REQUIRED ACTION: Find the lines holding the string "than" in the data, then copy all of them.

[Stored items]

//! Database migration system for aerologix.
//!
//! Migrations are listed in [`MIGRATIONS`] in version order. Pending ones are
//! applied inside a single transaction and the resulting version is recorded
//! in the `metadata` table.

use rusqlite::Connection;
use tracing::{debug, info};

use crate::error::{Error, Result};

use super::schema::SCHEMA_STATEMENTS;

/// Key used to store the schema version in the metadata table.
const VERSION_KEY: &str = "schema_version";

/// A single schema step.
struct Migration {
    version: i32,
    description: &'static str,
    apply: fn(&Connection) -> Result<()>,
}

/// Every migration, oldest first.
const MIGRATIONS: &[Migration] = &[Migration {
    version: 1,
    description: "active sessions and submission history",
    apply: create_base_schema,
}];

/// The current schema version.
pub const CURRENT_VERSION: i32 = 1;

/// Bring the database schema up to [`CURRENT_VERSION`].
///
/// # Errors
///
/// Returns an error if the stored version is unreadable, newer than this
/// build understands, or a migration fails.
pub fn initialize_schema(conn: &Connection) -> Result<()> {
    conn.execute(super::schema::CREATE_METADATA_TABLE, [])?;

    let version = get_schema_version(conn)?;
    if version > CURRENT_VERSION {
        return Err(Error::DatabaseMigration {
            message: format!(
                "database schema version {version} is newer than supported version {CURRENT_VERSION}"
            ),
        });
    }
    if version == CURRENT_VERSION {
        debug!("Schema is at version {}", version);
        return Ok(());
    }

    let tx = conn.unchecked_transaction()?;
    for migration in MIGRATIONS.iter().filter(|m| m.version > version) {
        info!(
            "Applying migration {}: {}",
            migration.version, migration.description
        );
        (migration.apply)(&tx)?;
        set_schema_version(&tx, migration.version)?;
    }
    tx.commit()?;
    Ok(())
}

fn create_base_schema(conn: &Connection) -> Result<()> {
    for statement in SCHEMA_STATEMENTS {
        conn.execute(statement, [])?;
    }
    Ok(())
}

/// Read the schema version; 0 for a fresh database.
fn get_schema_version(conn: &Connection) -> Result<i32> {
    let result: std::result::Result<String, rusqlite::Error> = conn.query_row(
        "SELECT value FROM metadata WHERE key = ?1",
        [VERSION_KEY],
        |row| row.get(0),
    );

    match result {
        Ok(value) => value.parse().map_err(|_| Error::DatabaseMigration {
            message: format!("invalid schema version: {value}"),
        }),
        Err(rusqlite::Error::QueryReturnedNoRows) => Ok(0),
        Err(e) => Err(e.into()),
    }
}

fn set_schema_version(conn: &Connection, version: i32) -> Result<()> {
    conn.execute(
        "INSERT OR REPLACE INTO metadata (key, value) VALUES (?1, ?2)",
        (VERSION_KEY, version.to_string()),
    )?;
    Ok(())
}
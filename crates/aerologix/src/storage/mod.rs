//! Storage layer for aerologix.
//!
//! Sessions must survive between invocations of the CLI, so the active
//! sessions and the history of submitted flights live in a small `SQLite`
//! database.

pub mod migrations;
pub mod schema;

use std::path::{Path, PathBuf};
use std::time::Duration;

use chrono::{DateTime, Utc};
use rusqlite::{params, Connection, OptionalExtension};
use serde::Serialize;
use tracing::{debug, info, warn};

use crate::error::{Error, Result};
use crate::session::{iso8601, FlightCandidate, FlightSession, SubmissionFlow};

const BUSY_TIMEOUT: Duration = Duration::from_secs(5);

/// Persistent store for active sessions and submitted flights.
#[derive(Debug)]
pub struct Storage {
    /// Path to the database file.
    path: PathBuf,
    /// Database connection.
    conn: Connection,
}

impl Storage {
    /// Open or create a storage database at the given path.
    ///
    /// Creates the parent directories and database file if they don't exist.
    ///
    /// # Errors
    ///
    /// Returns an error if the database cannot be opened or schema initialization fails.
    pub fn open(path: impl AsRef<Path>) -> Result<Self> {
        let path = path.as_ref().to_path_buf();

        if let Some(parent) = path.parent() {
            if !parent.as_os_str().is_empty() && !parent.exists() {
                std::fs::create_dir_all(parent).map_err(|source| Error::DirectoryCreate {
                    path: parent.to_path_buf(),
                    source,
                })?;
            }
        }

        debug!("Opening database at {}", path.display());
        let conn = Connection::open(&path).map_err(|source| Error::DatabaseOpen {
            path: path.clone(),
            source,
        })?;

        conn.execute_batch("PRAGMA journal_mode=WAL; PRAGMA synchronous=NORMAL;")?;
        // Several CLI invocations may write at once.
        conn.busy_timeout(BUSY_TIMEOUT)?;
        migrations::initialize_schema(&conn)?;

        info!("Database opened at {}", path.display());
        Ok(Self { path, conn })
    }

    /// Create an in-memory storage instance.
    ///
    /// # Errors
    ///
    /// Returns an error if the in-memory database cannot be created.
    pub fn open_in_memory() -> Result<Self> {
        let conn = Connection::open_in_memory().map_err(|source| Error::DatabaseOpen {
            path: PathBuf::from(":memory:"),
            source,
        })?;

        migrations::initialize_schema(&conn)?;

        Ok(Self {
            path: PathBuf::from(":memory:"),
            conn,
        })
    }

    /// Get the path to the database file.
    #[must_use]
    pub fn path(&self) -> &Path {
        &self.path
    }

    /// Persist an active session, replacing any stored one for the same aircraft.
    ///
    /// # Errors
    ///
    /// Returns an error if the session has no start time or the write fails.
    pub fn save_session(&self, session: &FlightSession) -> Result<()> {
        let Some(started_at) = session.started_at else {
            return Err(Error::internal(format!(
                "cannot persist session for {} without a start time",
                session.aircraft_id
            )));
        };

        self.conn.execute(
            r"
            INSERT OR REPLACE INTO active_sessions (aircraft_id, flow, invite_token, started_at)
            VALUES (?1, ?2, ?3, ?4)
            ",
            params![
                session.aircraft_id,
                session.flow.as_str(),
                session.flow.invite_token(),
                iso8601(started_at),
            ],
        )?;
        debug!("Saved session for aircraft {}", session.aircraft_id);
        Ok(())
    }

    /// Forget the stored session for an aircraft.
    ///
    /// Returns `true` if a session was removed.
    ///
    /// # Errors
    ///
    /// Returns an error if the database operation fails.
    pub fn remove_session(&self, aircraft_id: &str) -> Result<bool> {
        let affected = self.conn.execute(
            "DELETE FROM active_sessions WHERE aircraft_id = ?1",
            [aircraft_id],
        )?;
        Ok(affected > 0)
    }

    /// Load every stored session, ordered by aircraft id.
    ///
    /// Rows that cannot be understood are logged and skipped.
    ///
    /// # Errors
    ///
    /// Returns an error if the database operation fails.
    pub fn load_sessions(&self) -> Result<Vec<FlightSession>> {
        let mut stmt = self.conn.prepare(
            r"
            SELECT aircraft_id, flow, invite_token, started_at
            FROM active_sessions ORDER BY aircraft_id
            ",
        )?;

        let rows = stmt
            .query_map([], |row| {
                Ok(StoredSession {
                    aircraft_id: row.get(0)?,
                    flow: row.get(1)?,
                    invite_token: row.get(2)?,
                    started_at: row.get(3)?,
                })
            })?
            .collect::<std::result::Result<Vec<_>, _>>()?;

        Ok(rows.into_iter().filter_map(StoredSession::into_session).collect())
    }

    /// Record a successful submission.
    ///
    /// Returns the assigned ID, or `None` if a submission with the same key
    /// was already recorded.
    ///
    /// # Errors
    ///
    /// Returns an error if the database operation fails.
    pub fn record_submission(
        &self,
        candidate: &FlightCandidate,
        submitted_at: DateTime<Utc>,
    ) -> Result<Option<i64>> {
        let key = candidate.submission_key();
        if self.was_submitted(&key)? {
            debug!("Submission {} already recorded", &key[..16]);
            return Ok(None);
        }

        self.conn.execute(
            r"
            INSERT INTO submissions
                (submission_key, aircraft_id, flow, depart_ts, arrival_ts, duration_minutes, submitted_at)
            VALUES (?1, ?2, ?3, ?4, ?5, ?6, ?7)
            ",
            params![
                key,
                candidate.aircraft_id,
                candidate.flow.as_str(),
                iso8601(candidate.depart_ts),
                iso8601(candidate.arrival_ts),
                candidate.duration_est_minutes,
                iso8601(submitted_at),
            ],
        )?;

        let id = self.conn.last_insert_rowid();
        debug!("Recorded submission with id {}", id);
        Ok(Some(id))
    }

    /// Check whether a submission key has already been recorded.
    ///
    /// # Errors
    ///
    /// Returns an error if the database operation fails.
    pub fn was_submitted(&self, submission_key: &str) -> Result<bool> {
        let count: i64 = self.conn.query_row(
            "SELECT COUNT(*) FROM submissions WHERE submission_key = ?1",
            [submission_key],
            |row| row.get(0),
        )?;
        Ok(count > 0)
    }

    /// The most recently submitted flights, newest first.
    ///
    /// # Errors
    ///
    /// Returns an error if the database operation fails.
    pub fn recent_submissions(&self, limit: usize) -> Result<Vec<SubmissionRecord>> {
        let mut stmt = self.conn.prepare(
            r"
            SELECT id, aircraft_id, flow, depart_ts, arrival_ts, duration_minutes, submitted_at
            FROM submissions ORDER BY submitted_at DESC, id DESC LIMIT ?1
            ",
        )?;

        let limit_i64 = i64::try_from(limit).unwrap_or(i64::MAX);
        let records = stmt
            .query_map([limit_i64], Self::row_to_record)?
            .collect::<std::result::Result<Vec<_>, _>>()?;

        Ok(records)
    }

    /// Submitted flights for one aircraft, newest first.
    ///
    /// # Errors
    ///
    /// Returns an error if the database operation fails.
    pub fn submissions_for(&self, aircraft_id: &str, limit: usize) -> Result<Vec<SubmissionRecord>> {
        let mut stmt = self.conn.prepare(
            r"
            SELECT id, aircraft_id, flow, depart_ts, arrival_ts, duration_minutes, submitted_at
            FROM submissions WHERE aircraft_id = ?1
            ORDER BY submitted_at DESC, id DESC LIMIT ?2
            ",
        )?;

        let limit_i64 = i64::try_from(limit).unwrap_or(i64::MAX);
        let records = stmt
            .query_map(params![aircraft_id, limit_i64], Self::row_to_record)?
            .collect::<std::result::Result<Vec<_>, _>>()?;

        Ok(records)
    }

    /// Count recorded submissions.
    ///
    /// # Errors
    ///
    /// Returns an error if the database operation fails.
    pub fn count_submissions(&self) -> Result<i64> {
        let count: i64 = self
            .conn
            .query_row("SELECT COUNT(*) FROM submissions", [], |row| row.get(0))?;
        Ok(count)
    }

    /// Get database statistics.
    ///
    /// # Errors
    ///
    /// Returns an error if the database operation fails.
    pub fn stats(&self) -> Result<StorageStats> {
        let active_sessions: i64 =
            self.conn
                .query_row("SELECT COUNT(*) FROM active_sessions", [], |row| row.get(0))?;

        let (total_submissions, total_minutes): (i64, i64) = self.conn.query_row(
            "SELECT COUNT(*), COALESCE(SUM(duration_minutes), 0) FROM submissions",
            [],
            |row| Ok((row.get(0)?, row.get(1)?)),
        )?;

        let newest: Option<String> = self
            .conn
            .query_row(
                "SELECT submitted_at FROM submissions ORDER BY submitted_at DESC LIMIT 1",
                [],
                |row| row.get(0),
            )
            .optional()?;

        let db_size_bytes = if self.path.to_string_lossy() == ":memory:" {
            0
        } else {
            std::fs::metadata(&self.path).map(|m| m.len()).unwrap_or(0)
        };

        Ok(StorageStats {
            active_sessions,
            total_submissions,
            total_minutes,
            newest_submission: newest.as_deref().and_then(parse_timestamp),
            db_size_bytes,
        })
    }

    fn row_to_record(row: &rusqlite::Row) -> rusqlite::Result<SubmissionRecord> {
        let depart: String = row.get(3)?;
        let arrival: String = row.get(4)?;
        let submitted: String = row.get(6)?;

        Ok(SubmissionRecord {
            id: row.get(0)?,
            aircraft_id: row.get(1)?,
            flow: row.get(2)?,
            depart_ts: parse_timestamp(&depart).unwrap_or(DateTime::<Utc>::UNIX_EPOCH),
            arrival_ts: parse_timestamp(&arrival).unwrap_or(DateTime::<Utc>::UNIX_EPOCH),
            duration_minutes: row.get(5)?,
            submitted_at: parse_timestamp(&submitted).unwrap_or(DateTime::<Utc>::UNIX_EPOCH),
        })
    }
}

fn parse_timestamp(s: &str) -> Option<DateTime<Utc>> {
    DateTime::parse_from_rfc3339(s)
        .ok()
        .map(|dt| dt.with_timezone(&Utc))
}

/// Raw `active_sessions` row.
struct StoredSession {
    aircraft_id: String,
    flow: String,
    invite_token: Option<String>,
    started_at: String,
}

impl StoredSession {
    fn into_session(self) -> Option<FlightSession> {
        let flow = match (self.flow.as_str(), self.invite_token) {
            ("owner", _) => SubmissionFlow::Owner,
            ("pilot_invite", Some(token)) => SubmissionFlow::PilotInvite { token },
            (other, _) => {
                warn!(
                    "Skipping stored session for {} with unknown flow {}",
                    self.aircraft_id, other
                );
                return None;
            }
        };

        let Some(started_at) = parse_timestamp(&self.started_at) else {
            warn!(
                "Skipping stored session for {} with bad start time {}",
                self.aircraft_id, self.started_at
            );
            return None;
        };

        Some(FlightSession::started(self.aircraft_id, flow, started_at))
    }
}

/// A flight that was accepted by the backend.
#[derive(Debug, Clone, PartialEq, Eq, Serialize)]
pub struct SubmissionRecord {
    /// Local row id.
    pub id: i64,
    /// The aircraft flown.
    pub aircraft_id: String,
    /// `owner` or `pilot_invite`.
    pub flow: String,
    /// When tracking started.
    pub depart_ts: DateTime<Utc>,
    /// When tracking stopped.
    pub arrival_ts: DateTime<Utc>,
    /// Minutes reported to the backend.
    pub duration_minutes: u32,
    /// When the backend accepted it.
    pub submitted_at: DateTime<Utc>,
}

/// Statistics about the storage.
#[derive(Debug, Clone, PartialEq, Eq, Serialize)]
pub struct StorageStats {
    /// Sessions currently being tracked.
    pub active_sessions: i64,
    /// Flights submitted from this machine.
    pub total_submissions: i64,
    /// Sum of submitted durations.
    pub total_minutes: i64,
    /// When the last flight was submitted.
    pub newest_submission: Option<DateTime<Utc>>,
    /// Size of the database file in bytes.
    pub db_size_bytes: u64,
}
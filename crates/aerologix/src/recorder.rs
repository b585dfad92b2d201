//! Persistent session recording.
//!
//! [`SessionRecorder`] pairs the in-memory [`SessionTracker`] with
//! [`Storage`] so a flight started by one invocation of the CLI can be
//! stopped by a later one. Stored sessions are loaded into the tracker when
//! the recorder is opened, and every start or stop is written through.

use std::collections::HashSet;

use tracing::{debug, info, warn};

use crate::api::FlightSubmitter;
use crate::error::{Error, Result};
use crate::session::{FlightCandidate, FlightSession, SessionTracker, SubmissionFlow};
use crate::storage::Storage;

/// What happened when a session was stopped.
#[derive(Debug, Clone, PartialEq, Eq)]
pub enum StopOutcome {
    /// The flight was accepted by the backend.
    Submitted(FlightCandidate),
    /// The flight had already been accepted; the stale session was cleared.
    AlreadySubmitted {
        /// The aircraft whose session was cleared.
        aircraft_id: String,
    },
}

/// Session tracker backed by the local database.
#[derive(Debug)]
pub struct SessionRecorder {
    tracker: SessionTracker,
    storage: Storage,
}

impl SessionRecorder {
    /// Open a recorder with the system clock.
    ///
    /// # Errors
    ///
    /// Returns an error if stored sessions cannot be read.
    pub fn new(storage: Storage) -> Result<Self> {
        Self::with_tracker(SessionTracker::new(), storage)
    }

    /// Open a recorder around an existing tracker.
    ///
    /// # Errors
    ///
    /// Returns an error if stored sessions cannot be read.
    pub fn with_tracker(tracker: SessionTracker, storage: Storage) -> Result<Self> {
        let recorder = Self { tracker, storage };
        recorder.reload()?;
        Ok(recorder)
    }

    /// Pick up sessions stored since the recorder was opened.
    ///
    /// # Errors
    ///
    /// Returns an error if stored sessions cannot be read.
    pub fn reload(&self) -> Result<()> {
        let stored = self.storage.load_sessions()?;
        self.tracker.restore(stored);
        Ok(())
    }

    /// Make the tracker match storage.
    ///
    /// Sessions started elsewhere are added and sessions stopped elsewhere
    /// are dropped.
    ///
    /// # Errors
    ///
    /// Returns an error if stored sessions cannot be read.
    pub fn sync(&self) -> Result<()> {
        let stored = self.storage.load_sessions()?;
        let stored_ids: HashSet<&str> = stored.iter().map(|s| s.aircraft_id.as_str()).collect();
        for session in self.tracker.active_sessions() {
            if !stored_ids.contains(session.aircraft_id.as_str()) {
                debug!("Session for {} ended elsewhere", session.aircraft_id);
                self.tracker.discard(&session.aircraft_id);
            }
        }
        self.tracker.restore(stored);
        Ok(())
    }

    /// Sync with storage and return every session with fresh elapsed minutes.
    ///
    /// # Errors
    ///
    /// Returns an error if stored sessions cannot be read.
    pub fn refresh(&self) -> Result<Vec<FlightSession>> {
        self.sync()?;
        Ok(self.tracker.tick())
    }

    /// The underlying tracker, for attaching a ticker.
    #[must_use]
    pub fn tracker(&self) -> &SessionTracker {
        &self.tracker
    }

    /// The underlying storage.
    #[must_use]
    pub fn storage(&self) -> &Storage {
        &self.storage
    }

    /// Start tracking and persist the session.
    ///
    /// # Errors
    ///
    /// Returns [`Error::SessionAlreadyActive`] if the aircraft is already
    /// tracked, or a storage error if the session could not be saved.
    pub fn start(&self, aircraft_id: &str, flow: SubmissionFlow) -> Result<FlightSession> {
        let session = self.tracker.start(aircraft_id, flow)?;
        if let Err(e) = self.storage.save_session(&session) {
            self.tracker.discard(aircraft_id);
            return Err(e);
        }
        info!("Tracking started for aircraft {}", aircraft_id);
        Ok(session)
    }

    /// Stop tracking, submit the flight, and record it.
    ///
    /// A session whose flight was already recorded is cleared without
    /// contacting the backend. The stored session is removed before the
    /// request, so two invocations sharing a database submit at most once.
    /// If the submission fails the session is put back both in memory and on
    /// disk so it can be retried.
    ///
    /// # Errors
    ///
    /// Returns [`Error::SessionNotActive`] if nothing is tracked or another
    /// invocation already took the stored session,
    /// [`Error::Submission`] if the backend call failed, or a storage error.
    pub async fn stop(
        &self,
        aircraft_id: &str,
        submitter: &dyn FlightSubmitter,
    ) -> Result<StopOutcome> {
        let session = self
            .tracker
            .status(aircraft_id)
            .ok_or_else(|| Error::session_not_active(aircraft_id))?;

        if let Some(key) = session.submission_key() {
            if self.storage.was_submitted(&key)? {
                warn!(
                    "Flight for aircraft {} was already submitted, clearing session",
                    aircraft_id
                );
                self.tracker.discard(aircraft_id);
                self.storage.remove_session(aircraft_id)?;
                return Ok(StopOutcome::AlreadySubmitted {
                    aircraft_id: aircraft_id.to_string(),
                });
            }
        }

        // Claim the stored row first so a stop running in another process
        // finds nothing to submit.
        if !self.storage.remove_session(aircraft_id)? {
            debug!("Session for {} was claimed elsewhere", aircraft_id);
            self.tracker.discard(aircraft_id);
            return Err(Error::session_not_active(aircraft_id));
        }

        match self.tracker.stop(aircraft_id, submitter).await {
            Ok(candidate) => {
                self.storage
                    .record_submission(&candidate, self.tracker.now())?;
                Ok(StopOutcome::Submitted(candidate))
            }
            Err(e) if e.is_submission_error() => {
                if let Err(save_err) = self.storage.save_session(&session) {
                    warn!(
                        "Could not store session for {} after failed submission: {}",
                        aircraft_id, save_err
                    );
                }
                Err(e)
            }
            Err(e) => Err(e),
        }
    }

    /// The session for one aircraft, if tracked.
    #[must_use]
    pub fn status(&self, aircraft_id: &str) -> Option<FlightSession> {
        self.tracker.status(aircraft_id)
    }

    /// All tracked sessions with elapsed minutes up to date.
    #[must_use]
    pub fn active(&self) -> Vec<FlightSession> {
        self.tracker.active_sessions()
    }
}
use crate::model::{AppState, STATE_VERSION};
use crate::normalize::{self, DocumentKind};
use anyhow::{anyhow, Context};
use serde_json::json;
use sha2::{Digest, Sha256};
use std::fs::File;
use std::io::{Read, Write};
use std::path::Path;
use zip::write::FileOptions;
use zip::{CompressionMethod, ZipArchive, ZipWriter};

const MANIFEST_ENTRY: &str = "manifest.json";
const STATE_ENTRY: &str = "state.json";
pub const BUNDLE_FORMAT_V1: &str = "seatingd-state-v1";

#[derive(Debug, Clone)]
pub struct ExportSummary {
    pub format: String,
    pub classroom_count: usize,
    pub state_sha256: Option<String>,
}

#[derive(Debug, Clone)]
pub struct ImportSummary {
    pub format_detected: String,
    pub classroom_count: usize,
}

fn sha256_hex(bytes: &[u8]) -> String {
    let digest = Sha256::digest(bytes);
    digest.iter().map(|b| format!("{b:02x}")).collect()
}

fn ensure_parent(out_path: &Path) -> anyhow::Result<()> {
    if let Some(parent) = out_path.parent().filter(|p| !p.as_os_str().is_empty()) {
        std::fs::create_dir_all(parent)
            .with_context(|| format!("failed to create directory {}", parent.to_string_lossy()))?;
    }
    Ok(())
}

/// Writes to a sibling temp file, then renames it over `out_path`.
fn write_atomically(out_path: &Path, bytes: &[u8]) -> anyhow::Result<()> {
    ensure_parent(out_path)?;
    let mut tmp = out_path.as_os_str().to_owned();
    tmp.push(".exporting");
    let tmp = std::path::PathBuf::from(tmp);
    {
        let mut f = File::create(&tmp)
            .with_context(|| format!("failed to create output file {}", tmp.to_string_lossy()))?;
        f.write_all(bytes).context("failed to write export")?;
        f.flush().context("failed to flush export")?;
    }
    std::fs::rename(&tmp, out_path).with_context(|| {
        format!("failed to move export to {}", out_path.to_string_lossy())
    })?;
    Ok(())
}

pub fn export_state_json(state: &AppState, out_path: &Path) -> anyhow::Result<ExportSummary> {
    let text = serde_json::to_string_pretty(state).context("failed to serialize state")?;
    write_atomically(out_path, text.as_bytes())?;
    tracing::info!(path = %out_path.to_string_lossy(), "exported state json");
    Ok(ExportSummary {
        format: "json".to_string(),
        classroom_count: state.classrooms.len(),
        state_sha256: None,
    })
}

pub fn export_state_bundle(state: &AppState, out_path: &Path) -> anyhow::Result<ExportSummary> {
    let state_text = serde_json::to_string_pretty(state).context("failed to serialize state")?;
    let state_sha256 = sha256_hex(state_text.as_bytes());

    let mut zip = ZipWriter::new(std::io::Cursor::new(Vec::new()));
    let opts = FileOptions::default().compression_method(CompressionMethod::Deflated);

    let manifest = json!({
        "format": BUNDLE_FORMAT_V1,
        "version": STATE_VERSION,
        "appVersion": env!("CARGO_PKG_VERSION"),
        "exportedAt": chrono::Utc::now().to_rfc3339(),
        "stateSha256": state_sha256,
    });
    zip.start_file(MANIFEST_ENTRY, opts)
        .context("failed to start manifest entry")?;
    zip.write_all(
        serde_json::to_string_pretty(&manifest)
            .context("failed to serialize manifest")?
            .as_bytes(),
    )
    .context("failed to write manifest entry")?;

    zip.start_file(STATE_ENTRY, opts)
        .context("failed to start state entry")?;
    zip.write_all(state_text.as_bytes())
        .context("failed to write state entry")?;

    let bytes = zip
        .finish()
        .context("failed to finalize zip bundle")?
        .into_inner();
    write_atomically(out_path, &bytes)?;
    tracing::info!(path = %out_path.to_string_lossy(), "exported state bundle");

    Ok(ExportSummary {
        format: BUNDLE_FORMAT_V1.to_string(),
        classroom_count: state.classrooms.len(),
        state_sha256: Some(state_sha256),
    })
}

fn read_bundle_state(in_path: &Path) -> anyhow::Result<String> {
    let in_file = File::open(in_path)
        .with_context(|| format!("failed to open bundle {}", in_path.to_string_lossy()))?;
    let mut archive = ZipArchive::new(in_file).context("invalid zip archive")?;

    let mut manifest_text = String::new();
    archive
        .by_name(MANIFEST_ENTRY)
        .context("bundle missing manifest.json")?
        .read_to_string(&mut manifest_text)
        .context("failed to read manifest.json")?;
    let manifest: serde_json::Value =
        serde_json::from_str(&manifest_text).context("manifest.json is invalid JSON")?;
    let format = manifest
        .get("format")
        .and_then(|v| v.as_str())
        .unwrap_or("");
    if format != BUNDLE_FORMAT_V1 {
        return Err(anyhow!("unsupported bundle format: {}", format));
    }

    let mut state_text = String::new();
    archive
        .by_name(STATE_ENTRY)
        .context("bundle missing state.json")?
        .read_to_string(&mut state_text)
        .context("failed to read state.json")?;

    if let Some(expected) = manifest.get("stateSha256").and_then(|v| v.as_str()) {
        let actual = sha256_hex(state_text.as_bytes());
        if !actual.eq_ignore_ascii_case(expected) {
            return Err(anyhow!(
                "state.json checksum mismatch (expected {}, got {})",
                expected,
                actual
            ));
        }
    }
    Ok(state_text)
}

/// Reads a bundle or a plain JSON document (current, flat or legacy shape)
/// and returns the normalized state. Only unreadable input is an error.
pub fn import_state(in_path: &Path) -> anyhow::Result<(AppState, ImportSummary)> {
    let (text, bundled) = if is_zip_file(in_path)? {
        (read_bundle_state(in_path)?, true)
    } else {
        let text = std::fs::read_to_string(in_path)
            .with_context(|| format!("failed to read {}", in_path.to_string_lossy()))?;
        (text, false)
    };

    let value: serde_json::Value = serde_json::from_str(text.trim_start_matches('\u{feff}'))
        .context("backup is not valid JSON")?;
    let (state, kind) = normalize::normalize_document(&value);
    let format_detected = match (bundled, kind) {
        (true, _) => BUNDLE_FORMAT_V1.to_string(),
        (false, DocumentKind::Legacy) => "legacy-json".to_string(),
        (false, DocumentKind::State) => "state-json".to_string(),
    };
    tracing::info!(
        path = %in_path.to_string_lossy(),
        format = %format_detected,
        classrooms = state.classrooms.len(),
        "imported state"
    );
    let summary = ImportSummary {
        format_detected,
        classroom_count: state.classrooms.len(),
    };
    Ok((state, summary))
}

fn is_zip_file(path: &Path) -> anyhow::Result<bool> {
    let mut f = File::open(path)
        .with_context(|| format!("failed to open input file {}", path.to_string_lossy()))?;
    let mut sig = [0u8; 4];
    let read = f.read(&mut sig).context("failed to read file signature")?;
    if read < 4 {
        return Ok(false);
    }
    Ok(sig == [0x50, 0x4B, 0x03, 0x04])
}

EXERCISE ANSWER:
/// Returns an error if the stored version is unreadable, newer than this
                "database schema version {version} is newer than supported version {CURRENT_VERSION}"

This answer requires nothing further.